PROJECT SUMMARY/ABSTRACT
Chagas disease, caused by the protozoan Trypanosoma cruzi, is endemic in Latin America but cases are
increasing in non-endemic countries, becoming a global concern. It affects 6 million people and imposes a
major economic burden due to early mortality and physical disabilities. Disease progression, from symptomless
to severe, is linked to parasite heterogeneity and a variable host immune response. Development of robust
CD8+ T cell immunity is a key element of host resistance and T. cruzi persistence and chronic Chagas disease
has been associated to suboptimal CD8+ T cell responses. Despite this, the knowledge about pathways that
promote robust protective CD8+ T cell immunity to T. cruzi remains incomplete and for instance, the metabolic
hurdles faced by effector CD8+ T cells for expansion and differentiation have been barely explored. Also, the
progression of T. cruzi infection is thought to be significantly modulated by regulatory immune responses that
limit parasite-specific immunity as well as infection-associated immunopathology by mechanisms poorly
understood. In this context, defining how effector and regulatory pathways intertwined to allow the generation
of optimal cellular immunity against T. cruzi preserving of tissue homeostasis is crucial to understand Chagas
disease pathogenesis.

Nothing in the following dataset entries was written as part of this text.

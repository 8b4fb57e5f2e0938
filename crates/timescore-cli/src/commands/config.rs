use clap::Subcommand;
use std::collections::BTreeMap;

use super::{open_service, print_json, CmdResult};

#[derive(Subcommand)]
pub enum ConfigAction {
    /// Get a config value
    Get {
        /// Dot-separated key (e.g. "tunables.energy_max", "features.lucky")
        key: String,
    },
    /// Store an override for a config value
    Set {
        /// Dot-separated key
        key: String,
        /// New value
        value: String,
    },
    /// Remove a stored override
    Unset {
        /// Dot-separated key
        key: String,
    },
    /// Print the effective configuration
    List {
        /// Only the stored overrides
        #[arg(long)]
        overrides: bool,
    },
}

pub fn run(action: ConfigAction) -> CmdResult {
    match action {
        ConfigAction::Get { key } => {
            let ts = open_service()?;
            match ts.config().get(&key) {
                Some(value) => println!("{value}"),
                None => return Err(format!("unknown key: {key}").into()),
            }
        }
        ConfigAction::Set { key, value } => {
            let mut ts = open_service()?;
            ts.set_config_override(&key, &value)?;
            println!("ok");
        }
        ConfigAction::Unset { key } => {
            let ts = open_service()?;
            ts.clear_config_override(&key)?;
            println!("ok");
        }
        ConfigAction::List { overrides: true } => {
            let ts = open_service()?;
            let map: BTreeMap<String, String> = ts.config_overrides()?.into_iter().collect();
            print_json(&map)?;
        }
        ConfigAction::List { overrides: false } => {
            let ts = open_service()?;
            print_json(ts.config())?;
        }
    }
    Ok(())
}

In this direction, our published data showed that Treg cells became activated during T.
cruzi infection and acquired phenotypic attributes that markedly changed along the infection. Thus, Treg cells
acquired features linked to the regulation of type 1 responses and limited CD8+ T cell immunity during the
infection acute phase, likely delaying parasite control and favoring chronicity. In contrast, preliminary data
demonstrate that Treg cells with tissue repair ties, which were disfavored during the acute phase, accumulated
during the chronic phase in nonlymphoid tissues considered targets of T. cruzi and reduced tissue damage.
Altogether, our findings hi

## Key facts

- **NIH application ID:** 11319791
- **Project number:** 5R01AI169482-05
- **Recipient organization:** NATIONAL RESEARCH COUNCIL OF ARGENTINA
- **Principal Investigator:** Eva V Acosta Rodriguez
- **Activity code:** R01 (R01, R21, SBIR, etc.)
- **Funding institute:** AI
- **Fiscal year:** 2026
- **Award amount:** $133,400
- **Award type:** 5
- **Project period:** 2022-04-01T00:00:00 → 2027-03-31T00:00:00

## Primary source

NIH RePORTER: https://reporter.nih.gov/project-details/11319791

## Citation

> US National Institutes of Health, RePORTER application 11319791, Immunoregulation of cellular immunity and tissue homeostasis during Chagas' disease (5R01AI169482-05). Retrieved via AI Analytics 2026-07-09 from https://api.ai-analytics.org/grant/nih/11319791. Licensed CC0.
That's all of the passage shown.